[[ RECORDS FOR THIS TASK open ]]
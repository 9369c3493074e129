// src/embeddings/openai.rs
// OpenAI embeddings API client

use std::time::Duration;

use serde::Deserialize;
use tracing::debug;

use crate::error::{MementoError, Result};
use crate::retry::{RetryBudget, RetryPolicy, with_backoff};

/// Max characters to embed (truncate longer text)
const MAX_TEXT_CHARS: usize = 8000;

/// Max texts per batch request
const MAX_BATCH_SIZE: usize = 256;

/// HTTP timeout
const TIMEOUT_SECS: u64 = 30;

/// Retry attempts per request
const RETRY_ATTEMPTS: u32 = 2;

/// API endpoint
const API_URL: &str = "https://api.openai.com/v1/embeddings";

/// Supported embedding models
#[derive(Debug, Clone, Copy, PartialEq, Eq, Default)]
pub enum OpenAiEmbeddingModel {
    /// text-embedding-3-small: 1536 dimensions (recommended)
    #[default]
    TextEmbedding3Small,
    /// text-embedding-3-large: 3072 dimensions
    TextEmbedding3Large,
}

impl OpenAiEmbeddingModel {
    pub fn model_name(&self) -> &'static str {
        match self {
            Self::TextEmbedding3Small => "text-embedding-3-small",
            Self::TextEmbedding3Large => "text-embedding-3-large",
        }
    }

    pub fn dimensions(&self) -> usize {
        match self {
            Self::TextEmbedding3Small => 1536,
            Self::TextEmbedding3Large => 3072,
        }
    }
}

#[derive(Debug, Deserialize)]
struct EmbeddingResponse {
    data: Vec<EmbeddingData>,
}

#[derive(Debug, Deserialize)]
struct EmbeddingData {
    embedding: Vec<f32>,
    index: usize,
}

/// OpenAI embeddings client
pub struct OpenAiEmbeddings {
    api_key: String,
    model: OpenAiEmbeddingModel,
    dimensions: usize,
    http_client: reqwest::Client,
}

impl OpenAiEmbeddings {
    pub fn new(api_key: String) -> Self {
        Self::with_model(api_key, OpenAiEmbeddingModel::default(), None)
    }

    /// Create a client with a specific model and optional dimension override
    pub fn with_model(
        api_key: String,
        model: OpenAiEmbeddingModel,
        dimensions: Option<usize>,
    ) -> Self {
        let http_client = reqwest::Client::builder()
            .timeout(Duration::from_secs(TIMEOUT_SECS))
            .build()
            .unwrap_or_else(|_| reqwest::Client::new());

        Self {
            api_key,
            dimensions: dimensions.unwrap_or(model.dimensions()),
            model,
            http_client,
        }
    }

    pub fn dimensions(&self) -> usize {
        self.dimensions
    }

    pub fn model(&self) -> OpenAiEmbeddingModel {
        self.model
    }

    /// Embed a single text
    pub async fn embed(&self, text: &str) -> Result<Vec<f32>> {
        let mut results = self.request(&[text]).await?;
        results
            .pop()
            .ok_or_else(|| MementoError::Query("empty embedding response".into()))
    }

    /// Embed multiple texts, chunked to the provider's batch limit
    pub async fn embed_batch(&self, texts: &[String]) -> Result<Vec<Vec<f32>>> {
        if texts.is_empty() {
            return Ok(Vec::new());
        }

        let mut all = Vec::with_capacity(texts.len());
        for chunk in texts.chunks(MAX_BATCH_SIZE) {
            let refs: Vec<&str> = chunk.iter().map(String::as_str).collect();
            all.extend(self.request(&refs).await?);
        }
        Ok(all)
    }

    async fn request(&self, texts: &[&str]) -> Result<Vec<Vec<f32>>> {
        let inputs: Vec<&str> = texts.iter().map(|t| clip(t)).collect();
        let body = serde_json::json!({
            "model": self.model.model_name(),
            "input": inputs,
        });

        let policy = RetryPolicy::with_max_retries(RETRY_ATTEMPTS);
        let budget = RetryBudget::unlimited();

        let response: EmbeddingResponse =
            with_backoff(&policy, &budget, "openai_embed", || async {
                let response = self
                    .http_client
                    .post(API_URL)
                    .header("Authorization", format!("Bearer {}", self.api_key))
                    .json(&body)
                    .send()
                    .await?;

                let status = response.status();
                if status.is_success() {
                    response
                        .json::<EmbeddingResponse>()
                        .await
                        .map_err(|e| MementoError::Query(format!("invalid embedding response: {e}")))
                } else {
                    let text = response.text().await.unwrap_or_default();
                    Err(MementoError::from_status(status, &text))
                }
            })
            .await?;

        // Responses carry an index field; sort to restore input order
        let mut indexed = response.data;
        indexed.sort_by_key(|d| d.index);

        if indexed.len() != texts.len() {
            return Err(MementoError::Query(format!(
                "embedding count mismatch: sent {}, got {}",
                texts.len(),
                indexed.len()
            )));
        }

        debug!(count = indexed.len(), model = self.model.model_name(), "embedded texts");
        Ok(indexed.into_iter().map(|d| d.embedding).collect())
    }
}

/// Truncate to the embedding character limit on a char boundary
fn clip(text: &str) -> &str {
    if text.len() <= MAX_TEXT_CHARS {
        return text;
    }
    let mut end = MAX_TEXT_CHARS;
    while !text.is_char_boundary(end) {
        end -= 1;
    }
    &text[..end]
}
[[ RECORDS FOR THIS TASK closed ]]
Looking at the data above, work out how many lines contain "RetryBudget" and answer with the figure only.

2